North Carolina’s captive insurance program continues to exceed expectations as the program begins its third full year of operation, according to North Carolina Insurance Commissioner Wayne Goodwin.
The North Carolina Department of Insurance became authorized to license captive insurance companies in October of 2013 after the passage of the North Carolina Captive Insurance Act, and the program has grown significantly since that time, Goodwin reported.
As of Jan. 25, 2016, 336 risk bearing captive insurance entities are under the regulation of NCDOI—96 captive insurers and 240 cells or series.

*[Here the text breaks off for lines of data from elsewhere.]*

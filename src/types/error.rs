//! Error types for the adjacency-graph library.

use thiserror::Error;

use super::VertexId;

/// All errors that can occur in the adjacency-graph library.
#[derive(Error, Debug, Clone, PartialEq, Eq)]
pub enum GraphError {
    /// Vertex id is not in `[0, vertex_count)`.
    #[error("Vertex ID {id} out of range (vertex count {vertex_count})")]
    VertexOutOfRange { id: VertexId, vertex_count: usize },

    /// No edge from source to target in the source's adjacency sequence.
    #[error("No edge from {from} to {to}")]
    NoSuchEdge { from: VertexId, to: VertexId },

    /// A visitor hook returned false.
    #[error("Traversal aborted by visitor at vertex {0}")]
    VisitorAbort(VertexId),

    /// Malformed `S:T[:LABEL]` edge argument.
    #[error("Invalid edge spec: {0}")]
    InvalidEdgeSpec(String),
}

/// Convenience result type for graph operations.
pub type GraphResult<T> = Result<T, GraphError>;
//! Command-line front end for the `adjg` binary.

pub mod commands;
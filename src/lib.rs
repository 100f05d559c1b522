//! adjacency-graph: a directed adjacency-list graph with visitor-driven
//! breadth-first and depth-first traversal.
//!
//! Vertices, edges and the graph itself each carry a caller-supplied payload.
//! Traversals report every event to a visitor, which can stop the walk at
//! any point by returning `false` from a hook.

pub mod cli;
pub mod graph;
pub mod types;

// Re-export commonly used types at the crate root
pub use graph::{BfsVisitor, DfsVisitor, DirectedGraph, GraphBuilder, OrderRecorder, VisitState};
pub use types::{
    AdjacencyData, AdjacencySeq, DefaultEdgeInfo, DefaultGraphInfo, DefaultVertexInfo, GraphError,
    GraphResult, VertexId,
};
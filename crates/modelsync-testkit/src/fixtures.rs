//! Test fixtures and helpers.
//!
//! Common setup code for integration tests.

use serde_json::json;

use modelsync_core::{
    Domain, DomainId, Relationship, System, Table, Workspace, WorkspaceData, WorkspaceId,
};

/// Install a test-friendly tracing subscriber.
///
/// Safe to call from every test; only the first call installs it.
pub fn init_tracing() {
    let _ = tracing_subscriber::fmt()
        .with_test_writer()
        .with_max_level(tracing_subscriber::filter::LevelFilter::DEBUG)
        .try_init();
}

/// Builds a [`WorkspaceData`] entity by entity.
///
/// Every entity is scoped to the builder's workspace. Collections keep the
/// order in which entities were added.
pub struct WorkspaceBuilder {
    data: WorkspaceData,
}

impl WorkspaceBuilder {
    pub fn new(id: &str, name: &str) -> Self {
        Self {
            data: WorkspaceData::new(Workspace::new(id, name)),
        }
    }

    fn workspace_id(&self) -> WorkspaceId {
        self.data.workspace.id.clone()
    }

    pub fn domain(mut self, id: &str, name: &str) -> Self {
        let domain = Domain::new(id, self.workspace_id(), name);
        self.data.domains.push(domain);
        self
    }

    /// Add a table. `domain_id` need not name a domain in this builder.
    pub fn table(mut self, id: &str, domain_id: &str, name: &str) -> Self {
        let table = Table::new(id, self.workspace_id(), domain_id, name)
            .with_attributes(json!({ "columns": [{ "name": "id", "type": "bigint" }] }));
        self.data.tables.push(table);
        self
    }

    pub fn system(mut self, id: &str, domain_id: &str, name: &str) -> Self {
        let system = System::new(id, self.workspace_id(), domain_id, name);
        self.data.systems.push(system);
        self
    }

    pub fn relationship(mut self, id: &str, domain_id: &str, source: &str, target: &str) -> Self {
        let relationship = Relationship::new(id, self.workspace_id(), domain_id, source, target);
        self.data.relationships.push(relationship);
        self
    }

    pub fn build(self) -> WorkspaceData {
        self.data
    }
}

/// One domain, two tables (one of them orphaned), nothing else.
pub fn orders_workspace() -> WorkspaceData {
    WorkspaceBuilder::new("ws-orders", "Orders")
        .domain("sales", "Sales")
        .table("orders", "sales", "orders")
        .table("legacy_orders", "archived", "legacy_orders")
        .build()
}

/// Domain id used by the orphaned table in [`orders_workspace`].
pub fn orphan_domain() -> DomainId {
    DomainId::from("archived")
}

#[cfg(test)]
mod tests {
    use super::*;

    #[test]
    fn test_builder_scopes_to_workspace() {
        let data = WorkspaceBuilder::new("ws", "W")
            .domain("d1", "D")
            .table("t1", "d1", "orders")
            .system("s1", "d1", "etl")
            .relationship("r1", "d1", "t1", "t1")
            .build();

        assert_eq!(data.total_entities(), 4);
        assert!(data.tables.iter().all(|t| t.workspace_id.as_str() == "ws"));
        assert_eq!(data.relationships[0].source_table_id.as_str(), "t1");
    }

    #[test]
    fn test_orders_workspace_has_orphan() {
        let data = orders_workspace();
        assert_eq!(data.domains.len(), 1);
        assert_eq!(data.tables.len(), 2);
        assert!(!data.domains.iter().any(|d| d.id == orphan_domain()));
        assert_eq!(data.tables[1].domain_id, orphan_domain());
    }
}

Since year-end 2014, the number of captive insurers increased by 44 and the number of cells or series almost doubled.
The North Carolina Department of Insurance (NCDOI) said since the inception of the North Carolina Captive Insurance Act, the captive insurance company industry has favorably impacted North Carolina’s economy by creating jobs and generating premium taxes and business revenues.

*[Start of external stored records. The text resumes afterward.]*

impl<A: StorageAdapter, Q: QueryEngine> SyncEngine<A, Q> {
    pub fn new(adapter: Arc<A>, query: Arc<Q>, config: SyncConfig) -> Self {
        Self {
            reconciler: Reconciler::new(Arc::clone(&adapter)).with_debug(config.debug),
            loader: Loader::new(Arc::clone(&adapter)),
            metadata: SyncMetadataStore::new(query),
            adapter,
            config,
            status: AtomicU8::new(SyncStatus::Idle.to_u8()),
        }
    }

    pub fn status(&self) -> SyncStatus {
        SyncStatus::from_u8(self.status.load(Ordering::SeqCst))
    }

    pub fn config(&self) -> &SyncConfig {
        &self.config
    }

    pub fn adapter(&self) -> &Arc<A> {
        &self.adapter
    }

    pub fn metadata(&self) -> &SyncMetadataStore<Q> {
        &self.metadata
    }

    // ─────────────────────────────────────────────────────────────────────────
    // Whole-workspace sync
    // ─────────────────────────────────────────────────────────────────────────

    /// Write `data` into the database.
    ///
    /// If the adapter is not initialized nothing runs: the status becomes
    /// [`SyncStatus::Error`] and the result carries a single workspace error.
    pub async fn sync_from_memory(&self, data: &WorkspaceData) -> SyncResult {
        if !self.adapter.is_initialized() {
            self.status
                .store(SyncStatus::Error.to_u8(), Ordering::SeqCst);
            tracing::warn!(
                workspace = %data.workspace.id,
                "storage adapter not initialized; sync skipped"
            );

            let mut result = SyncResult::begin(SyncDirection::YamlToDb);
            result.push_error(
                EntityKind::Workspace,
                data.workspace.id.as_str(),
                "storage adapter is not initialized",
            );
            return result.finish();
        }

        let _running = RunningGuard::enter(&self.status);
        self.reconciler.reconcile(data).await
    }

    /// Assemble the stored graph for `workspace_id`. `None` if the
    /// workspace does not exist.
    pub async fn load_from_database(
        &self,
        workspace_id: &WorkspaceId,
    ) -> Result<Option<WorkspaceData>> {
        Ok(self.loader.load(workspace_id).await?)
    }

    /// [`load_from_database`](Self::load_from_database) with a `db-to-yaml`
    /// report of what was loaded.
    pub async fn export_from_database(
        &self,
        workspace_id: &WorkspaceId,
    ) -> (Option<WorkspaceData>, SyncResult) {
        self.loader.load_with_result(workspace_id).await
    }

    // ─────────────────────────────────────────────────────────────────────────
    // Sync metadata
    // ─────────────────────────────────────────────────────────────────────────

    pub async fn record_file_sync(
        &self,
        file_path: &str,
        resource_type: EntityKind,
        resource_id: &str,
        content: impl AsRef<[u8]>,
    ) -> Result<()> {
        Ok(self
            .metadata
            .record_file_sync(file_path, resource_type, resource_id, content)
            .await?)
    }

    pub async fn has_file_changed(
        &self,
        file_path: &str,
        content: impl AsRef<[u8]>,
    ) -> Result<bool> {
        Ok(self.metadata.has_file_changed(file_path, content).await?)
    }

    /// Returns `false` when the path has no entry.
    pub async fn mark_file_modified(&self, file_path: &str) -> Result<bool> {
        Ok(self.metadata.mark_file_modified(file_path).await?)
    }

    /// Returns `false` when the path has no entry.
    pub async fn mark_file_error(&self, file_path: &str) -> Result<bool> {
        Ok(self.metadata.mark_file_error(file_path).await?)
    }

    pub async fn get_sync_metadata(&self) -> Result<Vec<SyncMetadataEntry>> {
        Ok(self.metadata.get_sync_metadata().await?)
    }

    pub async fn get_changed_files(&self) -> Result<Vec<SyncMetadataEntry>> {
        Ok(self.metadata.get_changed_files().await?)
    }

    pub async fn get_sync_stats(&self) -> Result<MetadataStats> {
        Ok(self.metadata.get_sync_stats().await?)
    }

    /// Forget every file. The next sync of each file starts from scratch.
    pub async fn clear_sync_metadata(&self) -> Result<u64> {
        Ok(self.metadata.clear_sync_metadata().await?)
    }

    // ─────────────────────────────────────────────────────────────────────────
    // Per-file sync
    // ─────────────────────────────────────────────────────────────────────────

    /// Sync one semantic file, applying the configured conflict strategy.
    ///
    /// `data` is the entity graph parsed from the file's workspace. Metadata
    /// failures never abort the call: an unreadable entry counts as changed
    /// and a failed write is reported in the result's errors.
    pub async fn sync_file(
        &self,
        snapshot: &FileSnapshot,
        data: &WorkspaceData,
    ) -> FileSyncOutcome {
        let mut warnings = Vec::new();
        let incoming_hash = snapshot.content_hash();

        let entry = match self.metadata.get_entry(&snapshot.file_path).await {
            Ok(entry) => entry,
            Err(e) => {
                tracing::warn!(file = %snapshot.file_path, error = %e, "sync metadata unreadable");
                warnings.push(format!(
                    "sync metadata unreadable for {}: {}; treating file as changed",
                    snapshot.file_path, e
                ));
                None
            }
        };

        // Only a `synced` entry with a matching hash is skipped.
        let entry = match entry {
            Some(entry) if entry.file_hash == incoming_hash && entry.is_synced() => {
                tracing::trace!(file = %snapshot.file_path, "file unchanged");
                return FileSyncOutcome::Unchanged;
            }
            other => other,
        };

        let conflict = match &entry {
            Some(entry) => {
                self.detect_conflict(entry, &incoming_hash, &mut warnings)
                    .await
            }
            None => None,
        };

        let Some(report) = conflict else {
            return self.accept_file(snapshot, data, warnings).await;
        };

        tracing::info!(
            file = %report.file_path,
            strategy = %self.config.conflict_strategy,
            "file and database both changed"
        );
        match self.config.conflict_strategy {
            ConflictStrategy::YamlWins => self.yaml_wins(snapshot, data, warnings).await,
            ConflictStrategy::DbWins => self.db_wins(&data.workspace.id, warnings).await,
            ConflictStrategy::Prompt => Self::prompt(report),
        }
    }

    /// Apply a caller's decision for a previously reported conflict.
    pub async fn resolve_conflict(
        &self,
        snapshot: &FileSnapshot,
        data: &WorkspaceData,
        resolution: Resolution,
    ) -> FileSyncOutcome {
        tracing::info!(file = %snapshot.file_path, ?resolution, "resolving conflict");
        match resolution {
            Resolution::KeepFile => self.apply_file(snapshot, data, Vec::new()).await,
            Resolution::KeepDatabase => self.db_wins(&data.workspace.id, Vec::new()).await,
        }
    }

    /// The row is modified externally when its marker moved past the one
    /// stored at the engine's last write. Entries without a stored marker
    /// fall back to `last_synced_at`.
    async fn detect_conflict(
        &self,
        entry: &SyncMetadataEntry,
        incoming_hash: &str,
        warnings: &mut Vec<String>,
    ) -> Option<ConflictReport> {
        let baseline = entry.db_marker.unwrap_or(entry.last_synced_at);
        match self
            .adapter
            .modified_at(entry.resource_type, &entry.resource_id)
            .await
        {
            Ok(Some(db_modified_at)) if db_modified_at > baseline => {
                Some(ConflictReport {
                    file_path: entry.file_path.clone(),
                    resource_type: entry.resource_type,
                    resource_id: entry.resource_id.clone(),
                    stored_hash: entry.file_hash.clone(),
                    incoming_hash: incoming_hash.to_string(),
                    db_modified_at,
                    last_synced_at: entry.last_synced_at,
                })
            }
            Ok(_) => None,
            Err(e) => {
                tracing::warn!(file = %entry.file_path, error = %e, "database marker unreadable");
                warnings.push(format!(
                    "could not check {} {} for database changes: {}",
                    entry.resource_type, entry.resource_id, e
                ));
                None
            }
        }
    }

    /// A changed file with no conflict. Honors `auto_sync`.
    async fn accept_file(
        &self,
        snapshot: &FileSnapshot,
        data: &WorkspaceData,
        warnings: Vec<String>,
    ) -> FileSyncOutcome {
        if self.config.auto_sync {
            self.apply_file(snapshot, data, warnings).await
        } else {
            self.defer_file(snapshot).await
        }
    }

    async fn yaml_wins(
        &self,
        snapshot: &FileSnapshot,
        data: &WorkspaceData,
        warnings: Vec<String>,
    ) -> FileSyncOutcome {
        self.accept_file(snapshot, data, warnings).await
    }

    async fn db_wins(&self, workspace_id: &WorkspaceId, warnings: Vec<String>) -> FileSyncOutcome {
        let (data, mut result) = self.export_from_database(workspace_id).await;
        for warning in warnings {
            result.push_warning(warning);
        }
        FileSyncOutcome::Loaded { data, result }
    }

    fn prompt(report: ConflictReport) -> FileSyncOutcome {
        FileSyncOutcome::Conflict(report)
    }

    async fn apply_file(
        &self,
        snapshot: &FileSnapshot,
        data: &WorkspaceData,
        warnings: Vec<String>,
    ) -> FileSyncOutcome {
        let mut result = self.sync_from_memory(data).await;

        if result.success {
            let recorded = self
                .metadata
                .record_file_sync(
                    &snapshot.file_path,
                    snapshot.resource_type,
                    &snapshot.resource_id,
                    &snapshot.content,
                )
                .await;
            if let Err(e) = recorded {
                tracing::warn!(
                    file = %snapshot.file_path,
                    error = %e,
                    "failed to record file sync"
                );
                result.fail_with(
                    snapshot.resource_type,
                    snapshot.resource_id.as_str(),
                    format!("failed to record sync of {}: {}", snapshot.file_path, e),
                );
            }
        } else if let Err(e) = self.metadata.mark_file_error(&snapshot.file_path).await {
            tracing::warn!(file = %snapshot.file_path, error = %e, "failed to flag file error");
        }

        // Rows saved before a partial failure were still written by the engine.
        if self.adapter.is_initialized() {
            self.refresh_db_markers(data, &mut result).await;
        }

        for warning in warnings {
            result.push_warning(warning);
        }
        FileSyncOutcome::Synced(result)
    }

    /// Every tracked file whose resource is part of `data` takes the row's
    /// current marker as its new baseline.
    async fn refresh_db_markers(&self, data: &WorkspaceData, result: &mut SyncResult) {
        let entries = match self.metadata.get_sync_metadata().await {
            Ok(entries) => entries,
            Err(e) => {
                tracing::warn!(error = %e, "database markers not refreshed");
                result.push_warning(format!("database markers not refreshed: {}", e));
                return;
            }
        };

        for entry in entries
            .iter()
            .filter(|entry| data.contains(entry.resource_type, &entry.resource_id))
        {
            let marker = match self
                .adapter
                .modified_at(entry.resource_type, &entry.resource_id)
                .await
            {
                Ok(marker) => marker,
                Err(e) => {
                    result.push_warning(format!(
                        "could not read database marker of {} {}: {}",
                        entry.resource_type, entry.resource_id, e
                    ));
                    continue;
                }
            };
            if let Err(e) = self.metadata.set_db_marker(&entry.file_path, marker).await {
                result.push_warning(format!(
                    "could not store database marker for {}: {}",
                    entry.file_path, e
                ));
            }
        }
    }

    async fn defer_file(&self, snapshot: &FileSnapshot) -> FileSyncOutcome {
        if let Err(e) = self.metadata.mark_file_modified(&snapshot.file_path).await {
            tracing::warn!(file = %snapshot.file_path, error = %e, "failed to flag file modified");
        }
        tracing::debug!(file = %snapshot.file_path, "auto sync off; file left pending");
        FileSyncOutcome::Pending
    }
}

“From the start, we have been committed to growing and continually improving the captive insurance program in North Carolina,” said Goodwin. “I am proud that, in such a short time, we have become one of the fastest growing states for captive insurance in the country.”
NCDOI credits the success of North Carolina’s captive insurance program to a number of factors, including the well-crafted North Carolina Captive Insurance Act; NCDOI’s pro-business approach to regulation; the support of and participation by captive insurer owners, captive insurance managers and other captive insurance service providers; and the contributions of the North Carolina Captive Insurance Association.
Captive insurance is a form of self-insurance through which a business may form its own insurance company to insure its risks. Potential benefits of captive insurance are reduced insurance costs, stabilized pricing, customization of policy terms and conditions to meet a business’s needs, and the ability to obtain coverage that is not readily available or too costly in the commercial market.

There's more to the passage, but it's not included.